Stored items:

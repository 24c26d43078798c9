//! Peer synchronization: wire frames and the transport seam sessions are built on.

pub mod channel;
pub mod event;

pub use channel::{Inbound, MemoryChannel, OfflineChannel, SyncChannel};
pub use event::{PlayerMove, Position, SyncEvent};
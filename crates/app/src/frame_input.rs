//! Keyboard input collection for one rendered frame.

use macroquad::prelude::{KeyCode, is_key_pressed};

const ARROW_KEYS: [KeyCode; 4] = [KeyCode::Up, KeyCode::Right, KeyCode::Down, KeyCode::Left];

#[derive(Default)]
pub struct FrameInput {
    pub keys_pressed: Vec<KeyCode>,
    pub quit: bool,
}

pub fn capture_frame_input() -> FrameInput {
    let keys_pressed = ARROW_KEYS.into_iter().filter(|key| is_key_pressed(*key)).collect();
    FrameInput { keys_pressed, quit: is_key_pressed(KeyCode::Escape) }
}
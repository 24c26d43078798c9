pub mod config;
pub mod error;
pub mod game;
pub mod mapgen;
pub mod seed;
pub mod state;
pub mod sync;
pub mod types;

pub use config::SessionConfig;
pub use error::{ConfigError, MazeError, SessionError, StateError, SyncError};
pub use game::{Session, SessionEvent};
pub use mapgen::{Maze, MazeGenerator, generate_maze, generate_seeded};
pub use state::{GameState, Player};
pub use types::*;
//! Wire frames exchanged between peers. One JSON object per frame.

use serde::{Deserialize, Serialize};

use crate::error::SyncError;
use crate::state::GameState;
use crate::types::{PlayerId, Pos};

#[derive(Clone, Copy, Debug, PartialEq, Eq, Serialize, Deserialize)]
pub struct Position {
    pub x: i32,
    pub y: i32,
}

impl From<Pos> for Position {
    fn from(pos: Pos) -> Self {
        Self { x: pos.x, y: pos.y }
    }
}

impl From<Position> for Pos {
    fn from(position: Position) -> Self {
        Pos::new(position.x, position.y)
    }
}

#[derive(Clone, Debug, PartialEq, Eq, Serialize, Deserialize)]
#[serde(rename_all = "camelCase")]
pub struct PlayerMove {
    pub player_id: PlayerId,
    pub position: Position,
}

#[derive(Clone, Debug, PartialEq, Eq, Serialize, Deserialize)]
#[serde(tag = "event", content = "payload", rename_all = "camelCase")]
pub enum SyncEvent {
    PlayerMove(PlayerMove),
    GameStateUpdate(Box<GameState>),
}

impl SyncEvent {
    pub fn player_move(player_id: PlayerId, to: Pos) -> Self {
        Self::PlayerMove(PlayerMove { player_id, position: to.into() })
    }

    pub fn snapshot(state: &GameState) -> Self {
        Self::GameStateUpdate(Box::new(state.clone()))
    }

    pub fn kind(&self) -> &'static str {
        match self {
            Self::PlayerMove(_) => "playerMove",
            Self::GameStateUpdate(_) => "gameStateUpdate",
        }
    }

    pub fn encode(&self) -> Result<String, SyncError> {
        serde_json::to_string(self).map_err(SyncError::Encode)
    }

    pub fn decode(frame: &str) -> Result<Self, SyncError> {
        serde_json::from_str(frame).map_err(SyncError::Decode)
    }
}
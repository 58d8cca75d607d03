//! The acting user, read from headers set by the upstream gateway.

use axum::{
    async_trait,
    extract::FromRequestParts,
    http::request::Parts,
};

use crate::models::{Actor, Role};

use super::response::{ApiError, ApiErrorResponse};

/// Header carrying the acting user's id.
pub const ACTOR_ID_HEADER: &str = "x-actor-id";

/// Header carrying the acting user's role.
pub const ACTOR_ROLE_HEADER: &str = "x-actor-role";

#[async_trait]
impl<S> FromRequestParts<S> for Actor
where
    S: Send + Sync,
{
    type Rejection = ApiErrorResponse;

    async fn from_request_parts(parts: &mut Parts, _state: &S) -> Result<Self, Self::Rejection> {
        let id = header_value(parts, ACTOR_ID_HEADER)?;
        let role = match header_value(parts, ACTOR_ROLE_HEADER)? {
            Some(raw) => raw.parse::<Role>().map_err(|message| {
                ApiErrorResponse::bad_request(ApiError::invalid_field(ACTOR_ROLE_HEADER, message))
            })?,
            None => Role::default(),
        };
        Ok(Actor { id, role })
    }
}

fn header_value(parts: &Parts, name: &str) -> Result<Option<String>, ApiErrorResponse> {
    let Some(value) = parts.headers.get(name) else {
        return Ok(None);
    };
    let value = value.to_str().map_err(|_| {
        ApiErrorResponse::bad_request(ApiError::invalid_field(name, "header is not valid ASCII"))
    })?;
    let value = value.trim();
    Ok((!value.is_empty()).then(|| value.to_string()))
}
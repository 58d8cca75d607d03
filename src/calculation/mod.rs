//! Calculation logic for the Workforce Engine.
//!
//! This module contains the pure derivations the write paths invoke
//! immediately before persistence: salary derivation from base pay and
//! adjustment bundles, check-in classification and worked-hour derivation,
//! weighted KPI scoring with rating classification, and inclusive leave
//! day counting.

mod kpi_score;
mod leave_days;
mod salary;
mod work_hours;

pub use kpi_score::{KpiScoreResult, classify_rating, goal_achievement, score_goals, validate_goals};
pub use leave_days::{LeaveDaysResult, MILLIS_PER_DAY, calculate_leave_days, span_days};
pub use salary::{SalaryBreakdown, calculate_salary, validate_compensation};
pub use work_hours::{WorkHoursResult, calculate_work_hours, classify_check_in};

▶ ACTION ITEM
Go through the entries and copy every line that has "PlayerId".

▶ OUTPUT OF THE TASK
use crate::types::{PlayerId, Pos};
    pub player_id: PlayerId,
    pub fn player_move(player_id: PlayerId, to: Pos) -> Self {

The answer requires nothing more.